You've asked a number of valid and pointed questions. I'm going to defer those until after you've read all the materials on that CD, because I think they will give you many of the answers you seek. So please let me know when you've finished reading all that stuff and I'll be delighted to continue our discussion. Looking forward to seeing you next week.

Love

5 comments:

MoHoHawaii said...

Wow! Great letter!

Anonymous said...

When I was receiving support from my bishop about being a gay member of the Church, he also said that several of the "Brethern" now have children who are gay and they (the parents) are wondering how it is they will reconcile everything with the Church. I was telling my bishop that my parents would rather have a dead daughter than have a gay daughter. He shook his head and said that it is sad that that generation has such fear of this topic. He gave nothing but support and compassion as we continued talking about the struggles caused by being gay.
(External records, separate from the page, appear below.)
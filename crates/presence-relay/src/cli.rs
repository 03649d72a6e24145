use std::path::PathBuf;
use std::time::Duration;

use clap::{Parser, Subcommand};
use presence_config::schema::FeedSource;
use presence_config::RelayConfig;

use crate::replay::ReplayOptions;

/// presence-relay: relay presence sensor events to live dashboards.
#[derive(Parser, Debug)]
#[command(name = "presence-relay", version, about)]
pub struct Args {
    /// Config file path override.
    #[arg(long, global = true)]
    pub config: Option<PathBuf>,

    /// Log filter override (e.g. "debug" or "presence_core=trace").
    #[arg(long, global = true)]
    pub log_level: Option<String>,

    #[command(subcommand)]
    pub command: Option<Command>,
}

#[derive(Subcommand, Debug)]
pub enum Command {
    /// Run the relay server (the default).
    Serve(ServeArgs),
    /// Send the lines of a file to a running relay, one per interval.
    Replay(ReplayArgs),
    /// List serial devices a sensor may be attached to.
    Ports,
    /// Print the effective configuration as TOML.
    Config,
}

#[derive(clap::Args, Debug, Default)]
pub struct ServeArgs {
    /// Port to listen on.
    #[arg(short, long)]
    pub port: Option<u16>,

    /// Interface address to bind.
    #[arg(long)]
    pub bind: Option<String>,

    /// Read sensor lines from this serial device.
    #[arg(long)]
    pub device: Option<String>,

    /// Serial baud rate.
    #[arg(long)]
    pub baud: Option<u32>,

    /// Read sensor lines from standard input.
    #[arg(long, conflicts_with = "device")]
    pub stdin: bool,

    /// Dial a sensor's WebSocket server (e.g. ws://192.168.4.1:81).
    #[arg(long, conflicts_with_all = ["device", "stdin"])]
    pub sensor_url: Option<String>,

    /// Serve dashboard assets from this directory.
    #[arg(long)]
    pub static_dir: Option<String>,
}

impl ServeArgs {
    /// Layer command-line overrides on top of the file config.
    pub fn apply(&self, config: &mut RelayConfig) {
        if let Some(port) = self.port {
            config.server.port = port;
        }
        if let Some(bind) = &self.bind {
            config.server.bind = bind.clone();
        }
        if let Some(dir) = &self.static_dir {
            config.server.static_dir = Some(dir.clone());
        }
        if let Some(device) = &self.device {
            config.feed.source = FeedSource::Serial;
            config.feed.device = device.clone();
        }
        if let Some(baud) = self.baud {
            config.feed.baud_rate = baud;
        }
        if self.stdin {
            config.feed.source = FeedSource::Stdin;
        }
        if let Some(url) = &self.sensor_url {
            config.feed.source = FeedSource::WebSocket;
            config.feed.url = url.clone();
        }
    }
}

#[derive(clap::Args, Debug)]
pub struct ReplayArgs {
    /// File of sensor lines; blank lines are skipped.
    pub file: PathBuf,

    /// WebSocket URL of the relay.
    #[arg(long, default_value = "ws://localhost:8085/ws")]
    pub url: String,

    /// Sensor id to stamp on each message.
    #[arg(long, default_value = "sensor1")]
    pub sensor_id: String,

    /// Delay between lines in milliseconds.
    #[arg(long, default_value_t = 1000)]
    pub interval_ms: u64,
}

impl ReplayArgs {
    pub fn into_options(self) -> ReplayOptions {
        ReplayOptions {
            url: self.url,
            file: self.file,
            sensor_id: self.sensor_id,
            interval: Duration::from_millis(self.interval_ms),
        }
    }
}

pub fn parse() -> Args {
    Args::parse()
}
Continued best love to you and your father. As always, thank you SO much for sharing your personal story here. You do not know HOW many lives you help by doing so. Bless you!

MormonRaised said...

This was a beautiful letter. You were able to ignore so many hurtful things and zero in on the one point that really matters--that one misconception on which all his prejudice really hangs. This letter, over time, will change lives.
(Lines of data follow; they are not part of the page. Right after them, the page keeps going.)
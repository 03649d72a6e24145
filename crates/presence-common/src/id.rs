use std::fmt;
use std::sync::atomic::{AtomicU64, Ordering};

static OBSERVER_COUNTER: AtomicU64 = AtomicU64::new(1);

/// Handle identifying one connected observer for the lifetime of the process.
#[derive(Debug, Clone, Copy, PartialEq, Eq, Hash, PartialOrd, Ord)]
pub struct ObserverId(u64);

impl ObserverId {
    /// Allocate the next id. Ids are never reused.
    pub fn next() -> Self {
        Self(OBSERVER_COUNTER.fetch_add(1, Ordering::Relaxed))
    }

    pub fn as_u64(&self) -> u64 {
        self.0
    }
}

impl fmt::Display for ObserverId {
    fn fmt(&self, f: &mut fmt::Formatter<'_>) -> fmt::Result {
        write!(f, "obs-{}", self.0)
    }
}
//! # courier-client
//!
//! The user-facing orchestration layer: a per-login [`Session`], the
//! [`UploadPipeline`] state machine that drives encrypt → capacity →
//! store → deliver, its event stream, and the legacy pin compatibility
//! shim.

pub mod compat;
pub mod events;
pub mod pipeline;
pub mod session;

use tracing_subscriber::{fmt, EnvFilter};

pub use compat::{PinCompat, PinStatus};
pub use events::{EventReceiver, UploadEvent, UploadReceipt, UploadState, UploadWarning};
pub use pipeline::{CancelToken, UploadError, UploadPipeline, UploadRequest};
pub use session::Session;

/// Initialise tracing for binaries embedding the client.
pub fn init_tracing() {
    let filter = EnvFilter::try_from_default_env()
        .unwrap_or_else(|_| EnvFilter::new("courier_client=debug,courier_store=debug,warn"));

    fmt()
        .with_env_filter(filter)
        .with_target(true)
        .with_thread_ids(false)
        .with_file(false)
        .with_line_number(false)
        .init();
}
//! The upload pipeline state machine.
//!
//! One [`UploadPipeline`] is instantiated per user action and walks
//! `Idle → Encrypting → CapacitySelection → Storing → Delivering →
//! Completed`, with `Failed` reachable from any non-terminal state.
//! Progress is reported on an event stream; no shared mutable state
//! crosses pipeline instances except the read-mostly ledger view.
//!
//! Failure policy: capacity trouble is absorbed (placeholder stamp plus
//! one warning event), store and delivery I/O failures are fatal to the
//! instance, and nothing is retried here — the caller re-invokes
//! [`UploadPipeline::start`] from scratch if it wants another attempt.

use std::sync::atomic::{AtomicBool, Ordering};
use std::sync::Arc;

use thiserror::Error;
use tracing::{error, info, warn};

use courier_shared::error::{CryptoError, MailboxError, NetworkError, ValidationError};
use courier_shared::records::FileRecord;
use courier_shared::types::{Subdomain, UploadMode};
use courier_store::stamps::StampRecord;
use courier_store::RecipientInfo;

use crate::events::{
    emit, event_channel, EventReceiver, EventSender, FailureKind, UploadEvent, UploadReceipt,
    UploadState, UploadWarning,
};
use crate::session::Session;

/// What the caller wants uploaded and how. Validated before the
/// machine leaves `Idle`.
#[derive(Debug, Clone)]
pub struct UploadRequest {
    pub data: Vec<u8>,
    pub filename: String,
    pub mime_type: String,
    pub mode: UploadMode,
    pub recipient: Option<Subdomain>,
}

impl UploadRequest {
    fn validate(&self) -> Result<(), ValidationError> {
        if self.data.is_empty() {
            return Err(ValidationError::MissingField("data"));
        }
        if self.filename.is_empty() {
            return Err(ValidationError::MissingField("filename"));
        }
        if self.mime_type.is_empty() {
            return Err(ValidationError::MissingField("mime_type"));
        }
        if self.mode == UploadMode::Send && self.recipient.is_none() {
            return Err(ValidationError::RecipientRequired);
        }
        Ok(())
    }
}

/// Terminal error of one pipeline run.
#[derive(Error, Debug)]
pub enum UploadError {
    #[error("Validation failed: {0}")]
    Validation(#[from] ValidationError),

    #[error("Encryption failed: {0}")]
    Encryption(#[from] CryptoError),

    #[error("Recipient could not be resolved: {0:?}")]
    RecipientUnresolved(String),

    #[error("Network failure: {0}")]
    Network(#[from] NetworkError),

    #[error("Upload cancelled")]
    Cancelled,
}

impl UploadError {
    pub fn kind(&self) -> FailureKind {
        match self {
            Self::Validation(_) => FailureKind::Validation,
            Self::Encryption(_) => FailureKind::Encryption,
            Self::RecipientUnresolved(_) => FailureKind::RecipientUnresolved,
            Self::Network(_) => FailureKind::Network,
            Self::Cancelled => FailureKind::Cancelled,
        }
    }
}

impl From<MailboxError> for UploadError {
    fn from(e: MailboxError) -> Self {
        match e {
            MailboxError::RecipientUnresolved(name) => Self::RecipientUnresolved(name),
            MailboxError::Network(e) => Self::Network(e),
        }
    }
}

/// Owner-held cancellation handle. Honored only while the pipeline is
/// in `Encrypting` or `CapacitySelection`; once storing has begun the
/// upload either completes or fails, because a partially stored blob
/// cannot be retracted.
#[derive(Clone, Default)]
pub struct CancelToken {
    cancelled: Arc<AtomicBool>,
}

impl CancelToken {
    pub fn cancel(&self) {
        self.cancelled.store(true, Ordering::SeqCst);
    }

    pub fn is_cancelled(&self) -> bool {
        self.cancelled.load(Ordering::SeqCst)
    }
}

pub struct UploadPipeline {
    session: Session,
    events: EventSender,
    cancel: CancelToken,
    state: UploadState,
}

impl UploadPipeline {
    /// Create a pipeline and the event stream its owner subscribes to.
    pub fn new(session: Session) -> (Self, EventReceiver) {
        let (tx, rx) = event_channel();
        let pipeline = Self {
            session,
            events: tx,
            cancel: CancelToken::default(),
            state: UploadState::Idle,
        };
        (pipeline, rx)
    }

    pub fn cancel_token(&self) -> CancelToken {
        self.cancel.clone()
    }

    pub fn state(&self) -> &UploadState {
        &self.state
    }

    /// Run the upload to a terminal state. Consumes the pipeline: a
    /// retry is a fresh `start` on a fresh instance, there is no
    /// resumable checkpoint.
    pub async fn start(mut self, request: UploadRequest) -> Result<UploadReceipt, UploadError> {
        match self.run(request).await {
            Ok(receipt) => {
                self.state = UploadState::Completed;
                info!(
                    reference = %receipt.reference.short(),
                    batch_id = %receipt.batch_id,
                    "Upload completed"
                );
                emit(&self.events, UploadEvent::Completed(receipt.clone()));
                Ok(receipt)
            }
            Err(e) => {
                let kind = e.kind();
                self.state = UploadState::Failed(kind);
                error!(error = %e, "Upload failed");
                emit(
                    &self.events,
                    UploadEvent::Failed {
                        kind,
                        message: e.to_string(),
                    },
                );
                Err(e)
            }
        }
    }

    async fn run(&mut self, request: UploadRequest) -> Result<UploadReceipt, UploadError> {
        request.validate()?;

        // Resolve the recipient before any side effect; an unknown
        // recipient must fail the pipeline with nothing stored.
        let recipient = match (&request.mode, &request.recipient) {
            (UploadMode::Send, Some(to)) => {
                let resolver = self.session.mailbox().resolver();
                Some(resolver.resolve(to).await?)
            }
            _ => None,
        };

        self.transition(UploadState::Encrypting);
        self.check_cancelled()?;
        let plaintext_size = request.data.len() as u64;
        let payload = self.encrypt(&request, recipient.as_ref())?;

        self.transition(UploadState::CapacitySelection);
        self.check_cancelled()?;
        let stamp = self.select_capacity().await;

        // Last point at which cancellation is honored
        self.check_cancelled()?;
        self.transition(UploadState::Storing);
        let reference = self.session.store().put(&payload).await?;
        let file = FileRecord::new(
            reference.clone(),
            &request.filename,
            &request.mime_type,
            plaintext_size,
        )?;
        self.session
            .ledger()
            .record_usage(&stamp.batch_id, payload.len() as u64)
            .await;

        self.transition(UploadState::Delivering);
        let from = self.session.identity().subdomain().clone();
        let (message, stored) = match (&request.mode, recipient) {
            (UploadMode::Send, Some(to)) => {
                let record = self
                    .session
                    .mailbox()
                    .send(&from, &to.subdomain, file)
                    .await?;
                (Some(record), None)
            }
            (UploadMode::Store, _) => {
                let entry = self.session.mailbox().store_self(&from, file).await;
                (None, Some(entry))
            }
            // Quick mode hands the reference straight back
            _ => (None, None),
        };

        Ok(UploadReceipt {
            reference,
            batch_id: stamp.batch_id,
            message,
            stored,
        })
    }

    fn encrypt(
        &self,
        request: &UploadRequest,
        recipient: Option<&RecipientInfo>,
    ) -> Result<Vec<u8>, UploadError> {
        let keys = self.session.identity().keys();
        match (&request.mode, recipient) {
            (UploadMode::Send, Some(to)) => {
                Ok(keys.encrypt_for_recipient(&request.data, &to.public_key)?)
            }
            // Unreachable after validation; kept as a typed failure
            (UploadMode::Send, None) => Err(ValidationError::RecipientRequired.into()),
            (UploadMode::Store, _) => Ok(keys.encrypt_for_self(&request.data)?),
            // Quick-share stores the content in the clear
            (UploadMode::Quick, _) => Ok(request.data.clone()),
        }
    }

    /// Pick a stamp for this upload: a usable one from the ledger,
    /// else fresh sponsored capacity, else the placeholder (with one
    /// warning event). Never fails the pipeline.
    async fn select_capacity(&mut self) -> StampRecord {
        let ledger = self.session.ledger();
        if let Some(stamp) = ledger.select_usable_stamp().await {
            return stamp;
        }

        match ledger
            .request_sponsored_stamp(self.session.sponsor_timeout())
            .await
        {
            Ok(stamp) => stamp,
            Err(e) => {
                warn!(error = %e, "Capacity degraded; continuing with placeholder stamp");
                emit(
                    &self.events,
                    UploadEvent::Warning(UploadWarning::CapacityUnavailable {
                        detail: e.to_string(),
                    }),
                );
                StampRecord::placeholder()
            }
        }
    }

    fn transition(&mut self, next: UploadState) {
        self.state = next.clone();
        emit(&self.events, UploadEvent::StateChanged(next));
    }

    fn check_cancelled(&self) -> Result<(), UploadError> {
        if self.cancel.is_cancelled() {
            return Err(UploadError::Cancelled);
        }
        Ok(())
    }
}
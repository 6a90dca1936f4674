//! # courier-shared
//!
//! Value types, validated records, and key material shared by every
//! Courier crate: content references, mailbox records, the wallet-bound
//! identity, and the sealed-box encryption used for file delivery.

pub mod constants;
pub mod error;
pub mod identity;
pub mod keys;
pub mod records;
pub mod types;

pub use error::CourierError;
pub use identity::{Identity, SealedWallet};
pub use keys::KeyManager;
pub use records::{FileRecord, ManifestEntry, MessagePayload, MessageRecord, StoredFileEntry};
pub use types::{BatchId, Subdomain, SwarmReference, UploadMode};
I got your message, by the way, and had already read your dad's letter. I'm sorry I couldn't comment. The letter was really discouraging to me, and I didn't want to spread the hopelessness to you when you were writting your response. Your response is full of hope--and love, sincerity, clarity, honesty, and fairness. It has put my heart at ease, and I can only hope it will do the same for your dad.

Gay LDS Actor said...

I think the entire letter is very well-written.

Just my two cents: I would delete the paragraph about the Quorum of the 12 and racism in the church and save it for another time. In no way am I minimizing the importance and truth of what you say in that paragraph, nor do I feel that those things shouldn't be said eventually. However, I think that anything that puts your dad on the defense or minimizes the feelings and beliefs he has toward the Church may not be helpful at this time.
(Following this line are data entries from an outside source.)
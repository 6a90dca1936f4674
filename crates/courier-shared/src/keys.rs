//! Key management: wallet-derived x25519 keypair and the sealed-box
//! construction used for file encryption.
//!
//! [`KeyManager`] is a pure transform over byte buffers and key
//! material; it performs no network or storage I/O. Ciphertext layout
//! is `ephemeral_pub(32) || nonce(24) || aead_ciphertext`.

use chacha20poly1305::{
    aead::{Aead, KeyInit},
    XChaCha20Poly1305, XNonce,
};
use rand::rngs::OsRng;
use rand::RngCore;
use x25519_dalek::{EphemeralSecret, PublicKey, StaticSecret};

use crate::constants::{
    KDF_CONTEXT_IDENTITY_KEY, KDF_CONTEXT_SEALED_BOX, NONCE_SIZE, PUBKEY_SIZE,
};
use crate::error::CryptoError;

pub type SymmetricKey = [u8; 32];

pub fn generate_nonce() -> [u8; NONCE_SIZE] {
    let mut nonce = [0u8; NONCE_SIZE];
    OsRng.fill_bytes(&mut nonce);
    nonce
}

// Returns nonce || ciphertext (24 bytes nonce prepended)
pub fn symmetric_encrypt(key: &SymmetricKey, plaintext: &[u8]) -> Result<Vec<u8>, CryptoError> {
    let cipher = XChaCha20Poly1305::new(key.into());
    let nonce_bytes = generate_nonce();
    let nonce = XNonce::from_slice(&nonce_bytes);

    let ciphertext = cipher
        .encrypt(nonce, plaintext)
        .map_err(|_| CryptoError::EncryptionFailed)?;

    let mut output = Vec::with_capacity(NONCE_SIZE + ciphertext.len());
    output.extend_from_slice(&nonce_bytes);
    output.extend_from_slice(&ciphertext);
    Ok(output)
}

pub fn symmetric_decrypt(key: &SymmetricKey, data: &[u8]) -> Result<Vec<u8>, CryptoError> {
    if data.len() < NONCE_SIZE {
        return Err(CryptoError::DecryptionFailed);
    }

    let (nonce_bytes, ciphertext) = data.split_at(NONCE_SIZE);
    let cipher = XChaCha20Poly1305::new(key.into());
    let nonce = XNonce::from_slice(nonce_bytes);

    cipher
        .decrypt(nonce, ciphertext)
        .map_err(|_| CryptoError::DecryptionFailed)
}

// BLAKE3 KDF with domain separation
pub fn derive_key_from_passphrase(passphrase: &[u8], context: &str) -> SymmetricKey {
    let mut hasher = blake3::Hasher::new_derive_key(context);
    hasher.update(passphrase);
    let hash = hasher.finalize();
    let mut key = [0u8; 32];
    key.copy_from_slice(&hash.as_bytes()[..32]);
    key
}

/// Symmetric key for a sealed box, bound to both the ephemeral and the
/// recipient public key.
fn derive_box_key(
    shared_secret: &[u8],
    ephemeral_pub: &PublicKey,
    recipient_pub: &PublicKey,
) -> SymmetricKey {
    let mut hasher = blake3::Hasher::new_derive_key(KDF_CONTEXT_SEALED_BOX);
    hasher.update(shared_secret);
    hasher.update(ephemeral_pub.as_bytes());
    hasher.update(recipient_pub.as_bytes());
    let hash = hasher.finalize();
    let mut key = [0u8; 32];
    key.copy_from_slice(&hash.as_bytes()[..32]);
    key
}

/// Holds an identity's encryption keypair, derived deterministically
/// from the wallet secret.
#[derive(Clone)]
pub struct KeyManager {
    secret: StaticSecret,
    public: PublicKey,
}

impl KeyManager {
    /// Derive the keypair from a wallet secret. The same secret always
    /// yields the same keypair.
    pub fn from_wallet_secret(wallet_secret: &[u8]) -> Self {
        let seed = derive_key_from_passphrase(wallet_secret, KDF_CONTEXT_IDENTITY_KEY);
        let secret = StaticSecret::from(seed);
        let public = PublicKey::from(&secret);
        Self { secret, public }
    }

    pub fn public_key(&self) -> PublicKey {
        self.public
    }

    pub fn public_key_bytes(&self) -> [u8; 32] {
        *self.public.as_bytes()
    }

    /// Hybrid-encrypt `plaintext` so only the holder of the matching
    /// private key can read it.
    pub fn encrypt_for_recipient(
        &self,
        plaintext: &[u8],
        recipient: &PublicKey,
    ) -> Result<Vec<u8>, CryptoError> {
        let ephemeral = EphemeralSecret::random_from_rng(OsRng);
        let ephemeral_pub = PublicKey::from(&ephemeral);
        let shared = ephemeral.diffie_hellman(recipient);

        let key = derive_box_key(shared.as_bytes(), &ephemeral_pub, recipient);
        let sealed = symmetric_encrypt(&key, plaintext)?;

        let mut output = Vec::with_capacity(PUBKEY_SIZE + sealed.len());
        output.extend_from_slice(ephemeral_pub.as_bytes());
        output.extend_from_slice(&sealed);
        Ok(output)
    }

    /// Encrypt addressed to the identity's own key (self-store mode).
    pub fn encrypt_for_self(&self, plaintext: &[u8]) -> Result<Vec<u8>, CryptoError> {
        self.encrypt_for_recipient(plaintext, &self.public)
    }

    /// Open a sealed box addressed to this identity.
    pub fn decrypt(&self, ciphertext: &[u8]) -> Result<Vec<u8>, CryptoError> {
        if ciphertext.len() < PUBKEY_SIZE + NONCE_SIZE {
            return Err(CryptoError::DecryptionFailed);
        }

        let (pub_bytes, sealed) = ciphertext.split_at(PUBKEY_SIZE);
        let mut arr = [0u8; 32];
        arr.copy_from_slice(pub_bytes);
        let ephemeral_pub = PublicKey::from(arr);

        let shared = self.secret.diffie_hellman(&ephemeral_pub);
        let key = derive_box_key(shared.as_bytes(), &ephemeral_pub, &self.public);
        symmetric_decrypt(&key, sealed)
    }
}

#[cfg(test)]
mod tests {
    use super::*;

    #[test]
    fn test_seal_open_roundtrip() {
        let sender = KeyManager::from_wallet_secret(b"sender-wallet-secret");
        let recipient = KeyManager::from_wallet_secret(b"recipient-wallet-secret");
        let plaintext = b"attachment bytes";

        let sealed = sender
            .encrypt_for_recipient(plaintext, &recipient.public_key())
            .unwrap();
        let opened = recipient.decrypt(&sealed).unwrap();

        assert_eq!(opened, plaintext);
    }

    #[test]
    fn test_self_store_roundtrip() {
        let keys = KeyManager::from_wallet_secret(b"wallet-secret");
        let sealed = keys.encrypt_for_self(b"private notes").unwrap();
        assert_eq!(keys.decrypt(&sealed).unwrap(), b"private notes");
    }

    #[test]
    fn test_wrong_key_fails() {
        let sender = KeyManager::from_wallet_secret(b"sender");
        let recipient = KeyManager::from_wallet_secret(b"recipient");
        let eavesdropper = KeyManager::from_wallet_secret(b"eavesdropper");

        let sealed = sender
            .encrypt_for_recipient(b"secret", &recipient.public_key())
            .unwrap();
        assert!(matches!(
            eavesdropper.decrypt(&sealed),
            Err(CryptoError::DecryptionFailed)
        ));
    }

    #[test]
    fn test_tampered_ciphertext_fails() {
        let keys = KeyManager::from_wallet_secret(b"wallet");
        let mut sealed = keys.encrypt_for_self(b"data").unwrap();
        let len = sealed.len();
        sealed[len - 1] ^= 0xFF;
        assert!(keys.decrypt(&sealed).is_err());
    }

    #[test]
    fn test_truncated_ciphertext_fails() {
        let keys = KeyManager::from_wallet_secret(b"wallet");
        assert!(keys.decrypt(&[]).is_err());
        assert!(keys.decrypt(&[0u8; 40]).is_err());
    }

    #[test]
    fn test_keypair_derivation_deterministic() {
        let a = KeyManager::from_wallet_secret(b"same-secret");
        let b = KeyManager::from_wallet_secret(b"same-secret");
        assert_eq!(a.public_key_bytes(), b.public_key_bytes());

        let c = KeyManager::from_wallet_secret(b"other-secret");
        assert_ne!(a.public_key_bytes(), c.public_key_bytes());
    }

    #[test]
    fn test_encryption_randomized() {
        let keys = KeyManager::from_wallet_secret(b"wallet");
        let a = keys.encrypt_for_self(b"data").unwrap();
        let b = keys.encrypt_for_self(b"data").unwrap();
        assert_ne!(a, b);
    }
}
use serde::{Deserialize, Serialize};

use crate::constants::{BATCH_ID_HEX_LEN, PLACEHOLDER_BATCH_ID, REFERENCE_HEX_LEN};
use crate::error::ValidationError;

/// Returns `true` when `s` is a well-formed content reference:
/// exactly 64 hex characters, either case.
pub fn is_valid_reference(s: &str) -> bool {
    s.len() == REFERENCE_HEX_LEN && s.chars().all(|c| c.is_ascii_hexdigit())
}

// Content reference = BLAKE3 hash of the blob (32 bytes)
#[derive(Debug, Clone, Serialize, Deserialize, PartialEq, Eq, Hash)]
pub struct SwarmReference(pub [u8; 32]);

impl SwarmReference {
    /// Parse a reference from its 64-hex-char form. Rejects anything
    /// else before a store or fetch is attempted.
    pub fn from_hex(s: &str) -> Result<Self, ValidationError> {
        if !is_valid_reference(s) {
            return Err(ValidationError::InvalidReference(s.to_string()));
        }
        let bytes = hex::decode(s)
            .map_err(|_| ValidationError::InvalidReference(s.to_string()))?;
        let mut arr = [0u8; 32];
        arr.copy_from_slice(&bytes);
        Ok(Self(arr))
    }

    pub fn for_content(data: &[u8]) -> Self {
        Self(*blake3::hash(data).as_bytes())
    }

    pub fn to_hex(&self) -> String {
        hex::encode(self.0)
    }

    pub fn short(&self) -> String {
        self.to_hex()[..8].to_string()
    }
}

impl std::fmt::Display for SwarmReference {
    fn fmt(&self, f: &mut std::fmt::Formatter<'_>) -> std::fmt::Result {
        write!(f, "{}", self.to_hex())
    }
}

/// Postage stamp batch id: `0x` followed by 64 hex characters.
#[derive(Debug, Clone, Serialize, Deserialize, PartialEq, Eq, Hash)]
pub struct BatchId(String);

impl BatchId {
    pub fn new(s: &str) -> Result<Self, ValidationError> {
        let hex_part = s
            .strip_prefix("0x")
            .ok_or_else(|| ValidationError::InvalidBatchId(s.to_string()))?;
        if hex_part.len() != BATCH_ID_HEX_LEN
            || !hex_part.chars().all(|c| c.is_ascii_hexdigit())
        {
            return Err(ValidationError::InvalidBatchId(s.to_string()));
        }
        Ok(Self(s.to_string()))
    }

    /// The zero-filled batch id substituted when sponsorship fails.
    pub fn placeholder() -> Self {
        Self(PLACEHOLDER_BATCH_ID.to_string())
    }

    pub fn is_placeholder(&self) -> bool {
        self.0 == PLACEHOLDER_BATCH_ID
    }

    pub fn as_str(&self) -> &str {
        &self.0
    }
}

impl std::fmt::Display for BatchId {
    fn fmt(&self, f: &mut std::fmt::Formatter<'_>) -> std::fmt::Result {
        write!(f, "{}", self.0)
    }
}

/// Human-readable identity name. Immutable once registered; used to
/// address mailboxes and resolve recipients.
#[derive(Debug, Clone, Serialize, Deserialize, PartialEq, Eq, Hash)]
pub struct Subdomain(String);

impl Subdomain {
    pub fn new(s: &str) -> Result<Self, ValidationError> {
        let ok = !s.is_empty()
            && s.chars()
                .all(|c| c.is_ascii_lowercase() || c.is_ascii_digit() || c == '-');
        if !ok {
            return Err(ValidationError::InvalidSubdomain(s.to_string()));
        }
        Ok(Self(s.to_string()))
    }

    pub fn as_str(&self) -> &str {
        &self.0
    }
}

impl std::fmt::Display for Subdomain {
    fn fmt(&self, f: &mut std::fmt::Formatter<'_>) -> std::fmt::Result {
        write!(f, "{}", self.0)
    }
}

/// What an upload action does with the file once stored.
#[derive(Debug, Clone, Copy, Serialize, Deserialize, PartialEq, Eq)]
pub enum UploadMode {
    /// Encrypt for a recipient and deliver to their mailbox.
    Send,
    /// Encrypt for self and register in the owner's stored-file manifest.
    Store,
    /// Store unencrypted; the reference is handed straight back.
    Quick,
}

#[cfg(test)]
mod tests {
    use super::*;

    #[test]
    fn test_reference_validation() {
        assert!(is_valid_reference(&"a".repeat(64)));
        assert!(is_valid_reference(&"A".repeat(64)));
        assert!(is_valid_reference(
            "0123456789abcdefABCDEF0123456789abcdefABCDEF0123456789abcdef0123"
        ));
        assert!(!is_valid_reference(&"g".repeat(64)));
        assert!(!is_valid_reference("abc"));
        assert!(!is_valid_reference(&"a".repeat(63)));
        assert!(!is_valid_reference(&"a".repeat(65)));
        assert!(!is_valid_reference(""));
    }

    #[test]
    fn test_reference_hex_roundtrip() {
        let reference = SwarmReference::for_content(b"some bytes");
        let parsed = SwarmReference::from_hex(&reference.to_hex()).unwrap();
        assert_eq!(reference, parsed);
    }

    #[test]
    fn test_reference_accepts_uppercase_hex() {
        let upper = "AB".repeat(32);
        assert!(SwarmReference::from_hex(&upper).is_ok());
    }

    #[test]
    fn test_reference_rejects_invalid() {
        assert!(SwarmReference::from_hex("abc").is_err());
        assert!(SwarmReference::from_hex(&"g".repeat(64)).is_err());
    }

    #[test]
    fn test_batch_id_requires_prefix_and_length() {
        assert!(BatchId::new(&format!("0x{}", "ab".repeat(32))).is_ok());
        assert!(BatchId::new(&"ab".repeat(32)).is_err());
        assert!(BatchId::new("0xabcd").is_err());
        assert!(BatchId::new(&format!("0x{}", "zz".repeat(32))).is_err());
    }

    #[test]
    fn test_placeholder_batch_id() {
        let placeholder = BatchId::placeholder();
        assert!(placeholder.is_placeholder());
        assert_eq!(placeholder.as_str().len(), 2 + 64);
        assert!(!BatchId::new(&format!("0x{}", "ab".repeat(32)))
            .unwrap()
            .is_placeholder());
    }

    #[test]
    fn test_subdomain_validation() {
        assert!(Subdomain::new("bob").is_ok());
        assert!(Subdomain::new("bob-42").is_ok());
        assert!(Subdomain::new("").is_err());
        assert!(Subdomain::new("Bob").is_err());
        assert!(Subdomain::new("bob.smith").is_err());
    }
}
I think in order to help your dad understand you, you need to concentrate on areas of common ground (for now). I think all the points in that paragraph are completely valid, but I have a feeling it will antagonize your dad rather than help him see your side. I don't want to downplay the need to be true to yourself,and I obviously don't know your dad like you do, but I think your dad will bristle and be put on the defense with those words, and I'm imagining that isn't your goal.

Again, I wish to stress that I think those words will need to be spoken eventually, but I'm not sure now is the right time if you're trying to get your dad to see your point-of-view.

I think the rest of the letter is great, and I especially like the paragraphs on whether this is a choice and also your testimony of your gay-ness.

Again, take my advice for whatever its worth to you. I'm only an outside observer looking in, so I obviously don't know your own situation as well as you do.

Kurt Peterson said...

I think this is one of your best writings Alan. Great stuff.